[<prev] [next>] [<thread-prev] [thread-next>] [day] [month] [year] [list]
Message-ID: <b779c646-64c7-49f8-8847-8819227e3f1f@efficios.com>
Date: Mon, 12 Jan 2026 19:47:54 -0500
From: Mathieu Desnoyers <mathieu.desnoyers@...icios.com>
To: Michal Hocko <mhocko@...e.com>
Cc: Andrew Morton <akpm@...ux-foundation.org>, linux-kernel@...r.kernel.org,
"Paul E. McKenney" <paulmck@...nel.org>, Steven Rostedt
<rostedt@...dmis.org>, Masami Hiramatsu <mhiramat@...nel.org>,
Dennis Zhou <dennis@...nel.org>, Tejun Heo <tj@...nel.org>,
Christoph Lameter <cl@...ux.com>, Martin Liu <liumartin@...gle.com>,
David Rientjes <rientjes@...gle.com>, christian.koenig@....com,
Shakeel Butt <shakeel.butt@...ux.dev>, SeongJae Park <sj@...nel.org>,
Johannes Weiner <hannes@...xchg.org>,
Sweet Tea Dorminy <sweettea-kernel@...miny.me>,
Lorenzo Stoakes <lorenzo.stoakes@...cle.com>,
"Liam R . Howlett" <liam.howlett@...cle.com>, Mike Rapoport
<rppt@...nel.org>, Suren Baghdasaryan <surenb@...gle.com>,
Vlastimil Babka <vbabka@...e.cz>, Christian Brauner <brauner@...nel.org>,
Wei Yang <richard.weiyang@...il.com>, David Hildenbrand <david@...hat.com>,
Miaohe Lin <linmiaohe@...wei.com>, Al Viro <viro@...iv.linux.org.uk>,
linux-mm@...ck.org, linux-trace-kernel@...r.kernel.org,
Yu Zhao <yuzhao@...gle.com>, Roman Gushchin <roman.gushchin@...ux.dev>,
Mateusz Guzik <mjguzik@...il.com>, Matthew Wilcox <willy@...radead.org>,
Baolin Wang <baolin.wang@...ux.alibaba.com>,
Aboorva Devarajan <aboorvad@...ux.ibm.com>
Subject: Re: [PATCH v13 2/3] mm: Fix OOM killer inaccuracy on large many-core
systems
On 2026-01-12 14:48, Michal Hocko wrote:
> On Mon 12-01-26 14:37:49, Mathieu Desnoyers wrote:
>> On 2026-01-12 03:42, Michal Hocko wrote:
>>> Hi,
>>> sorry to jump in this late but the timing of previous versions didn't
>>> really work well for me.
>>>
>>> On Sun 11-01-26 14:49:57, Mathieu Desnoyers wrote:
>>> [...]
>>>> Here is a (possibly incomplete) list of the prior approaches that were
>>>> used or proposed, along with their downside:
>>>>
>>>> 1) Per-thread rss tracking: large error on many-thread processes.
>>>>
>>>> 2) Per-CPU counters: up to 12% slower for short-lived processes and 9%
>>>> increased system time in make test workloads [1]. Moreover, the
>>>> inaccuracy increases with O(n^2) with the number of CPUs.
>>>>
>>>> 3) Per-NUMA-node counters: requires atomics on fast-path (overhead),
>>>> error is high with systems that have lots of NUMA nodes (32 times
>>>> the number of NUMA nodes).
>>>>
>>>> The approach proposed here is to replace this by the hierarchical
>>>> per-cpu counters, which bounds the inaccuracy based on the system
>>>> topology with O(N*logN).
>>>
>>> The concept of hierarchical pcp counter is interesting and I am
>>> definitely not opposed if there are more users that would benefit.
>>>
>>> From the OOM POV, IIUC the primary problem is that get_mm_counter
>>> (percpu_counter_read_positive) is too imprecise on systems when the task
>>> is moving around a large number of cpus. In the list of alternative
>>> solutions I do not see percpu_counter_sum_positive to be mentioned.

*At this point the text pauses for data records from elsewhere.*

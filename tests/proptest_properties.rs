//! Property-based tests for assembler and CPU invariants.
//!
//! These tests use proptest to check that address assignment, data directives,
//! terminal states and interrupt dispatch hold across generated inputs.

use libmicro::micro16::cpu::physical;
use libmicro::micro16::{Micro16, Micro16Flags};
use libmicro::micro8::Micro8;
use libmicro::{assemble, Architecture, Machine};
use proptest::prelude::*;

/// Micro8 statements with their encoded sizes; all references are backward.
const STATEMENTS: &[(&str, u32)] = &[
    ("NOP", 1),
    ("INC R3", 1),
    ("LDI R0,#0x2A", 2),
    ("MOV R1,R2", 2),
    ("LD R2,[0x1234]", 3),
    ("JMP L0", 3),
];

/// Everything observable about a stopped machine.
fn snapshot(cpu: &dyn Machine) -> (Vec<u16>, u16, u32, u64, u64, Vec<u8>) {
    (
        cpu.register_values(),
        cpu.flag_bits(),
        cpu.program_counter(),
        cpu.cycles(),
        cpu.instructions(),
        cpu.memory().to_vec(),
    )
}

fn stopping_program(arch: Architecture, fault: bool) -> Box<dyn Machine> {
    let source = match (arch, fault) {
        (Architecture::Micro4, false) => "LDI 9\nSTA 0x40\nHLT",
        (Architecture::Micro8, false) => "LDI R0,#7\nPUSH R0\nHLT",
        (Architecture::Micro16, false) => "MOV AX,#7\nPUSH AX\nHLT",
        (Architecture::Micro4, true) => "DB 0xF\nDB 0xF",
        (_, true) => "DB 0xFF",
    };
    let out = assemble(arch, source).unwrap();
    let mut cpu = arch.new_machine();
    cpu.load_program(out.bytes(), out.origin());
    cpu.run(0);
    assert!(cpu.is_halted());
    assert_eq!(cpu.is_error(), fault);
    cpu
}

fn architecture() -> impl Strategy<Value = Architecture> {
    prop_oneof![
        Just(Architecture::Micro4),
        Just(Architecture::Micro8),
        Just(Architecture::Micro16),
    ]
}

proptest! {
    #[test]
    fn prop_dw_stores_little_endian(value in any::<u16>()) {
        let out = assemble(Architecture::Micro8, &format!("DW {}", value)).unwrap();
        prop_assert_eq!(out.bytes(), &value.to_le_bytes()[..]);

        let mut cpu = Micro8::new();
        cpu.load_program(out.bytes(), out.origin());
        let at = out.origin() as usize;
        prop_assert_eq!(&cpu.memory()[at..at + 2], &value.to_le_bytes()[..]);

        let hex = assemble(Architecture::Micro16, &format!("W EQU 0x{:X}\nDW W", value)).unwrap();
        prop_assert_eq!(hex.bytes(), &value.to_le_bytes()[..]);
    }

    #[test]
    fn prop_label_addresses_follow_instruction_lengths(
        picks in prop::collection::vec(0..STATEMENTS.len(), 1..40)
    ) {
        let mut source = String::new();
        let mut expected = Vec::new();
        let mut address = 0x0200u32;
        for (i, &pick) in picks.iter().enumerate() {
            let (text, size) = STATEMENTS[pick];
            source.push_str(&format!("L{}: {}\n", i, text));
            expected.push(address);
            address += size;
        }
        let out = assemble(Architecture::Micro8, &source).unwrap();
        for (i, &addr) in expected.iter().enumerate() {
            prop_assert_eq!(out.lookup(&format!("L{}", i)), Some(addr as i64));
        }
        prop_assert_eq!(out.bytes().len() as u32, address - 0x0200);
        prop_assert_eq!(out.stats().label_count, picks.len());

        let again = assemble(Architecture::Micro8, &source).unwrap();
        prop_assert_eq!(again.bytes(), out.bytes());
    }

    #[test]
    fn prop_stopped_cpu_ignores_steps(
        arch in architecture(),
        fault in any::<bool>(),
        steps in 1usize..50,
    ) {
        let mut cpu = stopping_program(arch, fault);
        let before = snapshot(cpu.as_ref());
        let message = cpu.error_message();

        for _ in 0..steps {
            prop_assert_eq!(cpu.step(), 0);
        }
        prop_assert_eq!(cpu.run(1000), 0);
        prop_assert_eq!(snapshot(cpu.as_ref()), before);
        prop_assert_eq!(cpu.error_message(), message);
    }

    #[test]
    fn prop_interrupt_dispatches_on_following_step(nops_before in 0usize..4, carry in any::<bool>()) {
        let source = format!(
            "        ORG 0x14
        DW handler,0
        ORG 0x100
        STI
        {}
        NOP
        NOP
        NOP
        NOP
        HLT
handler: HLT
",
            if carry { "STC" } else { "CLC" }
        );
        let out = assemble(Architecture::Micro16, &source).unwrap();
        let handler = out.lookup("handler").unwrap() as u16;

        let mut cpu = Micro16::new();
        cpu.load_program(out.bytes(), out.origin());
        for _ in 0..2 + nops_before {
            cpu.step();
        }

        let return_pc = cpu.pc();
        let flags = cpu.flags();
        cpu.request_interrupt(5);
        // requesting does not dispatch by itself
        prop_assert_eq!(cpu.pc(), return_pc);
        prop_assert!(cpu.interrupt_deliverable());

        cpu.step();
        prop_assert!(cpu.is_halted());
        prop_assert_eq!(cpu.pc(), handler + 1);
        prop_assert!(!cpu.flag_i());

        let word = |offset: u16| {
            let at = physical(cpu.ss(), offset) as usize;
            u16::from_le_bytes([cpu.memory()[at], cpu.memory()[at + 1]])
        };
        prop_assert_eq!(word(0xFFFC), flags.bits());
        prop_assert_eq!(word(0xFFFA), 0);
        prop_assert_eq!(word(0xFFF8), return_pc);
        prop_assert!(flags.contains(Micro16Flags::INTERRUPT));
        prop_assert_eq!(flags.contains(Micro16Flags::CARRY), carry);
    }
}
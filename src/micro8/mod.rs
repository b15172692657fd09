//! # Micro8
//!
//! The 8-bit register machine: eight general registers (three of which pair up as 16-bit
//! HL, BC and DE), a byte-wide descending stack, 256 I/O ports and a single maskable
//! interrupt with a fixed vector.

pub mod cpu;
mod instructions;
pub mod opcodes;

pub use cpu::{Micro8, Micro8Flags};

/// Size of the address space in bytes.
pub const MEMORY_SIZE: usize = 0x1_0000;

/// PC after power-on and reset.
pub const DEFAULT_PC: u16 = 0x0200;

/// SP after power-on and reset.
pub const DEFAULT_SP: u16 = 0xFFFF;

/// Every interrupt enters here, whatever vector was requested.
pub const INTERRUPT_VECTOR: u16 = 0x0008;

/// Number of I/O ports.
pub const PORT_COUNT: usize = 256;

/// Default assembly origin.
pub const ORIGIN: u32 = DEFAULT_PC as u32;

/// Maximum number of labels in one program.
pub const MAX_LABELS: usize = 256;

/// Maximum number of equates in one program.
pub const MAX_EQUATES: usize = 256;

>>> oom_badness() is a really slow path and taking the slow path to
>>> calculate a much more precise value seems acceptable. Have you
>>> considered that option?
>> I must admit I assumed that since there was already a mechanism in place
>> to ensure it's not necessary to sum per-cpu counters when the oom killer
>> is trying to select tasks, it must be because this
>>
>> O(nr_possible_cpus * nr_processes)
>>
>> operation must be too slow for the oom killer requirements.
>>
>> AFAIU, the oom killer is executed when the memory allocator fails to
>> allocate memory, which can be within code paths which need to progress
>> eventually. So even though it's a slow path compared to the allocator
>> fast path, there must be at least _some_ expectations about it
>> completing within a decent amount of time. What would that ballpark be ?
>
> I do not think we have ever promissed more than the oom killer will try
> to unlock the system blocked on memory shortage.
>
>> To give an order of magnitude, I've tried modifying the upstream
>> oom killer to use percpu_counter_sum_positive and compared it to
>> the hierarchical approach:
>>
>> AMD EPYC 9654 96-Core (2 sockets)
>> Within a KVM, configured with 256 logical cpus.
>>
>> nr_processes=40 nr_processes=10000
>> Counter sum: 0.4 ms 81.0 ms
>> HPCC with 2-pass: 0.3 ms 9.3 ms
>
> These are peanuts for the global oom situations. We have had situations
> when soft lockup detector triggered because of the process tree
> traversal so adding 100ms is not really critical.
>
>> So as we scale up the number of processes on large SMP systems,
>> the latency caused by the oom killer task selection greatly
>> increases with the counter sums compared with the hierarchical
>> approach.
>
> Yes, I am not really questioning the hierarchical approach will perform
> much better but I am thinking of a good enough solution and calculating
> the number might be just that stop gap solution (that would be also
> suitable for stable tree backports). I am not ruling out improving on
> top of that by a more clever solution like your hierarchical counters
> approach. Especially if there are more benefits from that elsewhere.
>
Would you be OK with introducing changes in the following order ?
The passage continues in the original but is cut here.